Extract exactly and only the lines of the data below, starting at the line with "let wait = r" and stopping after the final line.

◆ ◆ ◆ ◆ ◆ ◆ ◆

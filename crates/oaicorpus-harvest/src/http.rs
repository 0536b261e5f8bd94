use std::sync::Arc;
use std::time::{Duration, Instant};

use tokio::sync::Mutex;
use tokio::time::sleep;

use crate::error::{HarvestError, Result};

// ─── RateLimitedClient ──────────────────────────────────────

/// HTTP GET client with polite request spacing and a bounded retry
/// budget. Transient failures back off exponentially; once the budget is
/// spent the error surfaces to the caller, which may skip the document.
pub struct RateLimitedClient {
    client: reqwest::Client,
    min_interval: Duration,
    last_request: Arc<Mutex<Option<Instant>>>,
    max_retries: u32,
}

impl RateLimitedClient {
    pub fn new(min_interval: Duration, max_retries: u32, user_agent: &str) -> Self {
        let client = reqwest::Client::builder()
            .user_agent(user_agent)
            .gzip(true)
            .build()
            .expect("failed to build reqwest client");
        Self {
            client,
            min_interval,
            last_request: Arc::new(Mutex::new(None)),
            max_retries,
        }
    }

    async fn wait_for_rate_limit(&self) {
        let mut last = self.last_request.lock().await;
        if let Some(t) = *last {
            let elapsed = t.elapsed();
            if elapsed < self.min_interval {
                sleep(self.min_interval - elapsed).await;
            }
        }
        *last = Some(Instant::now());
    }

    pub async fn get(&self, url: &str) -> Result<String> {
        let mut attempt = 0u32;
        loop {
            self.wait_for_rate_limit().await;
            match self.client.get(url).send().await {
                // Flow-control answers are transient; wait and retry
                // within the same budget.
                Ok(r) if r.status() == 429 || r.status() == 503 => {
                    let status = r.status().as_u16();
                    if attempt >= self.max_retries {
                        return Err(HarvestError::Api(
                            url.to_string(),
                            format!("HTTP {status}: retry budget exhausted"),
                        ));
                    }
                    let wait = r
                        .headers()
                        .get(reqwest::header::RETRY_AFTER)
                        .and_then(|v| v.to_str().ok())
                        .and_then(|s| s.parse::<u64>().ok())
                        .unwrap_or_else(|| 2u64.pow(attempt));
                    tracing::warn!(url, status, attempt, "server busy, retrying in {wait}s");
                    sleep(Duration::from_secs(wait)).await;
                    attempt += 1;
                }
                Ok(r) if !r.status().is_success() => {
                    let status = r.status().as_u16();
                    let body = r.text().await.unwrap_or_default();
                    return Err(HarvestError::Api(
                        url.to_string(),
                        format!("HTTP {status}: {body}"),
                    ));
                }
                Ok(r) => return r.text().await.map_err(HarvestError::Http),
                Err(e) => {
                    if attempt >= self.max_retries {
                        return Err(HarvestError::Http(e));
                    }
                    let backoff = 2u64.pow(attempt);
                    tracing::warn!(url, attempt, "transient fetch failure, retrying in {backoff}s");
                    sleep(Duration::from_secs(backoff)).await;
                    attempt += 1;
                }
            }
        }
    }
}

◆ ◆ ◆ ◆ ◆ ◆ ◆

Result
                    let wait = r
                        .headers()
                        .get(reqwest::header::RETRY_AFTER)
                        .and_then(|v| v.to_str().ok())
                        .and_then(|s| s.parse::<u64>().ok())
                        .unwrap_or_else(|| 2u64.pow(attempt));
                    tracing::warn!(url, status, attempt, "server busy, retrying in {wait}s");
                    sleep(Duration::from_secs(wait)).await;
                    attempt += 1;
                }
                Ok(r) if !r.status().is_success() => {
                    let status = r.status().as_u16();
                    let body = r.text().await.unwrap_or_default();
                    return Err(HarvestError::Api(
                        url.to_string(),
                        format!("HTTP {status}: {body}"),
                    ));
                }
                Ok(r) => return r.text().await.map_err(HarvestError::Http),
                Err(e) => {
                    if attempt >= self.max_retries {
                        return Err(HarvestError::Http(e));
                    }
                    let backoff = 2u64.pow(attempt);
                    tracing::warn!(url, attempt, "transient fetch failure, retrying in {backoff}s");
                    sleep(Duration::from_secs(backoff)).await;
                    attempt += 1;
                }
            }
        }
    }
}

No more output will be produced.